━━ ENTRIES SUPPLIED
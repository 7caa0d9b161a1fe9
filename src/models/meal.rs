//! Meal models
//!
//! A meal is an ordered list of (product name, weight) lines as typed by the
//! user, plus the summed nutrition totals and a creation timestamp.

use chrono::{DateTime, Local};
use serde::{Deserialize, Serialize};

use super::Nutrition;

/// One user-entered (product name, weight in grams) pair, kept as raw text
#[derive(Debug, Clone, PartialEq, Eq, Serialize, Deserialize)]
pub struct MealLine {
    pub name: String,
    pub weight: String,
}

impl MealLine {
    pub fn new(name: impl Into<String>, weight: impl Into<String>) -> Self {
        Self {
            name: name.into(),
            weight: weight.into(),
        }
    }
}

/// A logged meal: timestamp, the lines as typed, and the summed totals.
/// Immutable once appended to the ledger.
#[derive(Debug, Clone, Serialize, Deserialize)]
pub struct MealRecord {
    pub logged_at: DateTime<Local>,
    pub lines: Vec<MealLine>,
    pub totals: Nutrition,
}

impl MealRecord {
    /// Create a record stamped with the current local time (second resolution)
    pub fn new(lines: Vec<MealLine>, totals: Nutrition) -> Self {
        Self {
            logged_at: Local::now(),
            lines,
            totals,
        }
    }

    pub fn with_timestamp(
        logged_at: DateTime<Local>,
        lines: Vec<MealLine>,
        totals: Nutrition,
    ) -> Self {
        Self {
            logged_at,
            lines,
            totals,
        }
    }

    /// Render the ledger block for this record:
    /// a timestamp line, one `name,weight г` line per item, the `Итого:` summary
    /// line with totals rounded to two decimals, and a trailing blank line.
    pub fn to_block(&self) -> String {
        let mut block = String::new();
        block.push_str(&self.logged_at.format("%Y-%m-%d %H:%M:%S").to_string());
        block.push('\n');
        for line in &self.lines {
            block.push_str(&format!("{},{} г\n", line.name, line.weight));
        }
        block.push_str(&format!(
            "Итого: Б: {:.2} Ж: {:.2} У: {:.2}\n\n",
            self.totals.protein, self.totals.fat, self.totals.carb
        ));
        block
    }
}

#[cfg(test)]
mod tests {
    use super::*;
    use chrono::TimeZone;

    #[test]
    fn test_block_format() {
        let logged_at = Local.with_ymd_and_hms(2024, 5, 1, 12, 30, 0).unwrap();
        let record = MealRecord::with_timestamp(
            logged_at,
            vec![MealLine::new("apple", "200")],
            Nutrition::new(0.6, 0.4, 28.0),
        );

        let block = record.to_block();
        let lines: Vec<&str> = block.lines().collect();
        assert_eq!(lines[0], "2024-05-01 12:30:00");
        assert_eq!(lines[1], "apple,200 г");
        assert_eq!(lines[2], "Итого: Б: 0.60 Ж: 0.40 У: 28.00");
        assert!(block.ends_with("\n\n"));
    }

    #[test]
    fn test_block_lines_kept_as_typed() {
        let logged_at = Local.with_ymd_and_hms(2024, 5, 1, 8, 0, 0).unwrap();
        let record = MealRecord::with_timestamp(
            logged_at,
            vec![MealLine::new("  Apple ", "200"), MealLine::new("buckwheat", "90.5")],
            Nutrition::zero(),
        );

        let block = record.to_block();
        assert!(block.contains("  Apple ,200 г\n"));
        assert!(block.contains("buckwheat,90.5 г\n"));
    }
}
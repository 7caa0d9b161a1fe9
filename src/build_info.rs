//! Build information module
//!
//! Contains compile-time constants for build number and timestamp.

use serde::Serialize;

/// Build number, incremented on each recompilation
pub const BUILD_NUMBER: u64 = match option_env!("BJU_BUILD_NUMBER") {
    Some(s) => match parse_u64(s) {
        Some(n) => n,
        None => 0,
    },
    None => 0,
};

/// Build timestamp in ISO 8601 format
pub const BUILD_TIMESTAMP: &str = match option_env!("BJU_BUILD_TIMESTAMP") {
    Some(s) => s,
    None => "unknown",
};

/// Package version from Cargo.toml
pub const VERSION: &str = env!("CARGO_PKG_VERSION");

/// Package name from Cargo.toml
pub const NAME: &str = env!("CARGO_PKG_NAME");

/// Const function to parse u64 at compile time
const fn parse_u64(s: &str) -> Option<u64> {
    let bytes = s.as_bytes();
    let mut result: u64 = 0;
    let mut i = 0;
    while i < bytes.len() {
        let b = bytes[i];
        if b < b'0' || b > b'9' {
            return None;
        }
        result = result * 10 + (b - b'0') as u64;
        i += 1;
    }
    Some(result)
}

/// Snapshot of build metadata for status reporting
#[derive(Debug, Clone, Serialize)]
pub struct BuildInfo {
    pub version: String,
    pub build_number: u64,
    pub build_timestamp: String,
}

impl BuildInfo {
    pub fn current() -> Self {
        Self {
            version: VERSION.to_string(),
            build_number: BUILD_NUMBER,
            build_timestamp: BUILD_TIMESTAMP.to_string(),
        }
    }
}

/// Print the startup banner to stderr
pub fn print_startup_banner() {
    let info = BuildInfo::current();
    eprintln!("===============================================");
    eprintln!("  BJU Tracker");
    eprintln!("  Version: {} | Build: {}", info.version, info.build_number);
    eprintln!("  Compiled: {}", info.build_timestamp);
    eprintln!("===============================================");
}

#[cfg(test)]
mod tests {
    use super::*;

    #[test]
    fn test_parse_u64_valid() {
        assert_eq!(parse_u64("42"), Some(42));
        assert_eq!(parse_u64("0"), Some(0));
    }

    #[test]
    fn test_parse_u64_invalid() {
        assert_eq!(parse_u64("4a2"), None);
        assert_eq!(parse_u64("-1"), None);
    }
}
━━━━
━━ ENTRIES SUPPLIED
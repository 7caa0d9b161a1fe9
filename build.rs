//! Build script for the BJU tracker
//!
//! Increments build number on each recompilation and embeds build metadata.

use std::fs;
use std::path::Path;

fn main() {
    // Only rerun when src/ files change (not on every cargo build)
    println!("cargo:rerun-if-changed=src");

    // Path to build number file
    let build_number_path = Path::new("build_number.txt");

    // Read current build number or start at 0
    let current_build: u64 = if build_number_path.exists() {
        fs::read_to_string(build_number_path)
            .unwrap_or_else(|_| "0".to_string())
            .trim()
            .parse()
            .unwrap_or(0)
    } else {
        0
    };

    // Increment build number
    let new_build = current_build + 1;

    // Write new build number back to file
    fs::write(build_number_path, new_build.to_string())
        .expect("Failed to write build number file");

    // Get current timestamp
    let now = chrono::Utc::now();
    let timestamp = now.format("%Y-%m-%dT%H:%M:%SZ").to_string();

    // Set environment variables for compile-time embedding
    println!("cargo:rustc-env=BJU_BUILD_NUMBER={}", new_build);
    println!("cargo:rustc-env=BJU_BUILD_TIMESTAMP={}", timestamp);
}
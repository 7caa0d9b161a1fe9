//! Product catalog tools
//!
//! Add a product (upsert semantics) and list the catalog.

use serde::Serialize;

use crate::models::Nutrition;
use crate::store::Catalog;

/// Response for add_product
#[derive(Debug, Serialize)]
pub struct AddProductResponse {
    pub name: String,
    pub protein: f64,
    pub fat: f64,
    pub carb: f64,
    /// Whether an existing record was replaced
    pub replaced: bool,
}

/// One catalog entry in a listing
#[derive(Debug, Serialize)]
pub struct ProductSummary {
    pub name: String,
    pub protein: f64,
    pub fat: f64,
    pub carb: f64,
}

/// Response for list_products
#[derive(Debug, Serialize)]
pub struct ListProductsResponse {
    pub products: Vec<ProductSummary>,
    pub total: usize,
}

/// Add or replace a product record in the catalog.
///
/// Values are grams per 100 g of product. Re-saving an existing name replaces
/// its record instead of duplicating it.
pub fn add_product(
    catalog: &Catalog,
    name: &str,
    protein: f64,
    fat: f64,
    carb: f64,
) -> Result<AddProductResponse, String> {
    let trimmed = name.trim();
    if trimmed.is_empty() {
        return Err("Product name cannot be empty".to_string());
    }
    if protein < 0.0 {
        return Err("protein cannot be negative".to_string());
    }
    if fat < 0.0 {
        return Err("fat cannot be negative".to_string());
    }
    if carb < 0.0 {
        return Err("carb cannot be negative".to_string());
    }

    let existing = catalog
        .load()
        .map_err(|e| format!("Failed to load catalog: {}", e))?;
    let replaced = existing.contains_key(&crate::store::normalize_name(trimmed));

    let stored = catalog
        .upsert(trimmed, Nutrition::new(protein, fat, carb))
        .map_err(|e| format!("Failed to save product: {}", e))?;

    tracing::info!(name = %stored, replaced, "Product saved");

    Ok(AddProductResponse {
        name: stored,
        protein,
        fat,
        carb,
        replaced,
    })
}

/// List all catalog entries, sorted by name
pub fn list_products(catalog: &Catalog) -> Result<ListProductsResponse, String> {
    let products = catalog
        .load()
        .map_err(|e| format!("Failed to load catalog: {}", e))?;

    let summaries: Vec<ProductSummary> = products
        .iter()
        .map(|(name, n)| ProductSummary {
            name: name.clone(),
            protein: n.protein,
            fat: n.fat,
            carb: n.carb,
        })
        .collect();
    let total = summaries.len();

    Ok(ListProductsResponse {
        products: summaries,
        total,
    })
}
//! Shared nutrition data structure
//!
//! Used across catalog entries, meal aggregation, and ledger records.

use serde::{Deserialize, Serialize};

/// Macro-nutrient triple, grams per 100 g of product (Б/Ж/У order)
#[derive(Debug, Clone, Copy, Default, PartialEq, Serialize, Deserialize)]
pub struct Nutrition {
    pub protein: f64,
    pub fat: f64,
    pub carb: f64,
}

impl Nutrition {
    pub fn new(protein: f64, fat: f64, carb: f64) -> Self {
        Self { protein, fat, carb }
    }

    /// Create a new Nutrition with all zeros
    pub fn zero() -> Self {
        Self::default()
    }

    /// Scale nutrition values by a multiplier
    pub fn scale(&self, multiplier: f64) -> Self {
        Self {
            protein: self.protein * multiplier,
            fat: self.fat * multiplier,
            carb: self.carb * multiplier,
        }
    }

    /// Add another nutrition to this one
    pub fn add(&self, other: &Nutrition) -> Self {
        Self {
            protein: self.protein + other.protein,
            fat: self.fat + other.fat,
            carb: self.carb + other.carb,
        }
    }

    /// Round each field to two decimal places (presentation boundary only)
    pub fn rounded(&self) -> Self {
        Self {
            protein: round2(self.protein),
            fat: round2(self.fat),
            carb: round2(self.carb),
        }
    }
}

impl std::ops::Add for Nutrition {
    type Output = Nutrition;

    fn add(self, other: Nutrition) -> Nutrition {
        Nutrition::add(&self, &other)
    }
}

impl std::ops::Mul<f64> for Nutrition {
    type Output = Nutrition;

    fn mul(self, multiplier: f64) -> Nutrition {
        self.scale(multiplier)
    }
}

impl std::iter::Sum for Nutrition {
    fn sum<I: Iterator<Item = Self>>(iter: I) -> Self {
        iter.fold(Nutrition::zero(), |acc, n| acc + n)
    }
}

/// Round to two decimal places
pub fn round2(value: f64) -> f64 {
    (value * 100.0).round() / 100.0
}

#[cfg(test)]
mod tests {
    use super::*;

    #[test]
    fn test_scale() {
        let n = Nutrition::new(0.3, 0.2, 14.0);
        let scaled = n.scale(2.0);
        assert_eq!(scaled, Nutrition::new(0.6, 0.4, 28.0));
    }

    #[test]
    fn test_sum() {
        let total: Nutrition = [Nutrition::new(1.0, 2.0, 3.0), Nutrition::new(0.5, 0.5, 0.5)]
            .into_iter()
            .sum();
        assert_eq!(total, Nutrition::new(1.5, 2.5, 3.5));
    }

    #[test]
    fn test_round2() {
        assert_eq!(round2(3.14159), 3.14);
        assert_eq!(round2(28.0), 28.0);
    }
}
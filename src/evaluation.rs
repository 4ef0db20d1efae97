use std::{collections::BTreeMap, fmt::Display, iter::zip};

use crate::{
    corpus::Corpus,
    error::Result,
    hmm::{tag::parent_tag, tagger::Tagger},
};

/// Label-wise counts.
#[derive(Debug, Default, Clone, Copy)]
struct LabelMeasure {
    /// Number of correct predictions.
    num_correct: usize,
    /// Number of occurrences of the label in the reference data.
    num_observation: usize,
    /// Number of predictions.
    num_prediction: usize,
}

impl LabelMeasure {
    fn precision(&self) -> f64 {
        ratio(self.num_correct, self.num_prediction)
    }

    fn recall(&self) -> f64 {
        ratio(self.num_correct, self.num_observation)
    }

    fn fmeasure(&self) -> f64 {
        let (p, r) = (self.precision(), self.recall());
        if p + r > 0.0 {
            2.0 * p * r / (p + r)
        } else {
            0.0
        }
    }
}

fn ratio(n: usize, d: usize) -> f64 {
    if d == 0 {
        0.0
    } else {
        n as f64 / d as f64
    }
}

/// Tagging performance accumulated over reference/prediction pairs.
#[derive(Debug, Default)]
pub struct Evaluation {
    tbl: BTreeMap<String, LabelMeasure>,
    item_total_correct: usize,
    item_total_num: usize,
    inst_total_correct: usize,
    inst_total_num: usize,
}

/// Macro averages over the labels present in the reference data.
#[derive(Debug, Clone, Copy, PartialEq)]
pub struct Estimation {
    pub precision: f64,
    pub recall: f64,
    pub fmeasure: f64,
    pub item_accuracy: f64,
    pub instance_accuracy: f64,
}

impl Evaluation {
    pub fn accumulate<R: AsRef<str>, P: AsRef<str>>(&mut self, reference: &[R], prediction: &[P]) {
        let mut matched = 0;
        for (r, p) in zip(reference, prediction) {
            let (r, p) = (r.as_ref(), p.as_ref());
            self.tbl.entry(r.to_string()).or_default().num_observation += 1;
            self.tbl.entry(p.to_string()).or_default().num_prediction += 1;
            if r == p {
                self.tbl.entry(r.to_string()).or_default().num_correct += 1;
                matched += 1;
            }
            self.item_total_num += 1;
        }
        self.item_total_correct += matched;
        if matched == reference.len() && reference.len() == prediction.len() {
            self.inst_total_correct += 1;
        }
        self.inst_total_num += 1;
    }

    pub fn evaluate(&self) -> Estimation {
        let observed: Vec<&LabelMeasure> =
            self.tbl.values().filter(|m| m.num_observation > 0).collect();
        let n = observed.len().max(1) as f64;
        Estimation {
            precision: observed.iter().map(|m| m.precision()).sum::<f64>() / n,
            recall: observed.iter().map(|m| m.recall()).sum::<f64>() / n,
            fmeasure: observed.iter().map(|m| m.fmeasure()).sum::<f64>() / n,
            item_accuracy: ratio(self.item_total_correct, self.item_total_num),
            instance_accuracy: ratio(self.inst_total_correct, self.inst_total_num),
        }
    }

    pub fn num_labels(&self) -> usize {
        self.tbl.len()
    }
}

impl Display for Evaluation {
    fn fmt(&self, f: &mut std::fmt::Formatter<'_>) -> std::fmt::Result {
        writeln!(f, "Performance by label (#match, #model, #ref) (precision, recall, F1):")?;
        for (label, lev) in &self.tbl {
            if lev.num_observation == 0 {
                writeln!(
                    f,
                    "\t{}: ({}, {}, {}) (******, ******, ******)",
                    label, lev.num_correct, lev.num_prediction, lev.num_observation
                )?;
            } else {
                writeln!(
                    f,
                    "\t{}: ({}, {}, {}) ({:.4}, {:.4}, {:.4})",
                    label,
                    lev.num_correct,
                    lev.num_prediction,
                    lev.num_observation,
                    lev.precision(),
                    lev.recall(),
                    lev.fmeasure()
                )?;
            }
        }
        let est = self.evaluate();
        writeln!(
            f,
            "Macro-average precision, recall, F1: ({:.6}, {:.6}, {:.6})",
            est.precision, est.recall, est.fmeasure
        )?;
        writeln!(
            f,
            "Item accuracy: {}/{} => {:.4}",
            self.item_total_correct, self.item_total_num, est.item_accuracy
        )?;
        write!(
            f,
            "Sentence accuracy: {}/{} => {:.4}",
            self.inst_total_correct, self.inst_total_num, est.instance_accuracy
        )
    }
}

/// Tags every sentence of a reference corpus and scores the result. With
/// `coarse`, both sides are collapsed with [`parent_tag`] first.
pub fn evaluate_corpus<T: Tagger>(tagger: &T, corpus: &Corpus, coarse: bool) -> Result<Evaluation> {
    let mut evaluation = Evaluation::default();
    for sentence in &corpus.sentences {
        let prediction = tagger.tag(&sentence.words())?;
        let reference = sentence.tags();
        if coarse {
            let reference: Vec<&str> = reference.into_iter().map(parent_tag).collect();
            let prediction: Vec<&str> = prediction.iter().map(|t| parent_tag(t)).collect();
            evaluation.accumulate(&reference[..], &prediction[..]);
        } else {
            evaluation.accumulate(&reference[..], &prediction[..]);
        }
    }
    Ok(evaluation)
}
━━━━
━━ ENTRIES SUPPLIED
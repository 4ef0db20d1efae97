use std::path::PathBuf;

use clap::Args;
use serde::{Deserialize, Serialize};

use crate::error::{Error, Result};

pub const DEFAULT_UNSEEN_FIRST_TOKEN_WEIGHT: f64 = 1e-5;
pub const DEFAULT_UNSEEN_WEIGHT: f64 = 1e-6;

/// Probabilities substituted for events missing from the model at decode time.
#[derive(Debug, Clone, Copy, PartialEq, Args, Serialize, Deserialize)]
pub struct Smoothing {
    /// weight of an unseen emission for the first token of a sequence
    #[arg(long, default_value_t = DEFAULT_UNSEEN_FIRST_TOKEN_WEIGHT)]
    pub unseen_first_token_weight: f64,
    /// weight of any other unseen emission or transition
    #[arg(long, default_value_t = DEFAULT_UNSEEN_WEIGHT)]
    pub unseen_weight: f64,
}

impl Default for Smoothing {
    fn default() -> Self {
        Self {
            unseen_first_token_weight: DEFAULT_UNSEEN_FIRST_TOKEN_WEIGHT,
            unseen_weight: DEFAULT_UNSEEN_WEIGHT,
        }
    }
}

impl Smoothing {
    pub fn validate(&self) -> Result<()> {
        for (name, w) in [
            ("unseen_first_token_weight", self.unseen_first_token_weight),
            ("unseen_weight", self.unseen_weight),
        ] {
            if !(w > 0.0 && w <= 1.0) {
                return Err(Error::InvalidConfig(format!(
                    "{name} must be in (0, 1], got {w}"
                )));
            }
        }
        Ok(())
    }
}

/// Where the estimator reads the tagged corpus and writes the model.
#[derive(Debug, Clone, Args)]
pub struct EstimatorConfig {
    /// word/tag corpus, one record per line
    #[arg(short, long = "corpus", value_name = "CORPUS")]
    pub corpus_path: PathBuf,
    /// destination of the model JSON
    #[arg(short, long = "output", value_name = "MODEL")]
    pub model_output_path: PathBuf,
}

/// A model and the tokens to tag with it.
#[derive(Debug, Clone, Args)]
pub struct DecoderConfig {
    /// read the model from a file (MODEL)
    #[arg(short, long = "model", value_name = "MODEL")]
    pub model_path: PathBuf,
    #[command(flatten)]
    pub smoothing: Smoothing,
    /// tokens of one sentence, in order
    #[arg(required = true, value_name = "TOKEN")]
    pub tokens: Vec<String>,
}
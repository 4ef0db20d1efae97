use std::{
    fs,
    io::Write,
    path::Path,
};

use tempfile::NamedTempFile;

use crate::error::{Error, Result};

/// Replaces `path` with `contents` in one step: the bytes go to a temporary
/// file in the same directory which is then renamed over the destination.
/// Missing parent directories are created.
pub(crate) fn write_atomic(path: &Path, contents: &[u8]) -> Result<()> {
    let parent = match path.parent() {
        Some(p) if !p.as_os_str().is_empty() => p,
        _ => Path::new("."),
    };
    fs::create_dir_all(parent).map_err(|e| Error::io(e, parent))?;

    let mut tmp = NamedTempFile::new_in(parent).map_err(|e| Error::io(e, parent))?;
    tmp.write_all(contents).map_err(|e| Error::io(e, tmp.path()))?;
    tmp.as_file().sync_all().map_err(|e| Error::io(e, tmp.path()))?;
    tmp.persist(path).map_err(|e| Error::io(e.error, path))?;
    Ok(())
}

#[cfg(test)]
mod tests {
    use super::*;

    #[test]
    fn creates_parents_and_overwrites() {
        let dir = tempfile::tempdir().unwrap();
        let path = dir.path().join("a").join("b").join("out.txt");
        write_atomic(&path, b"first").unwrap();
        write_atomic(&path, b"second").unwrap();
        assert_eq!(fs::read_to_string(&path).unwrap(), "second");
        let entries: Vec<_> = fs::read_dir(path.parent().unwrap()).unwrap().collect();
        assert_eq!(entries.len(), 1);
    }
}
━━━━
Lines containing the word "recompilation" are to be tallied across the entries above; give only the resulting count.

2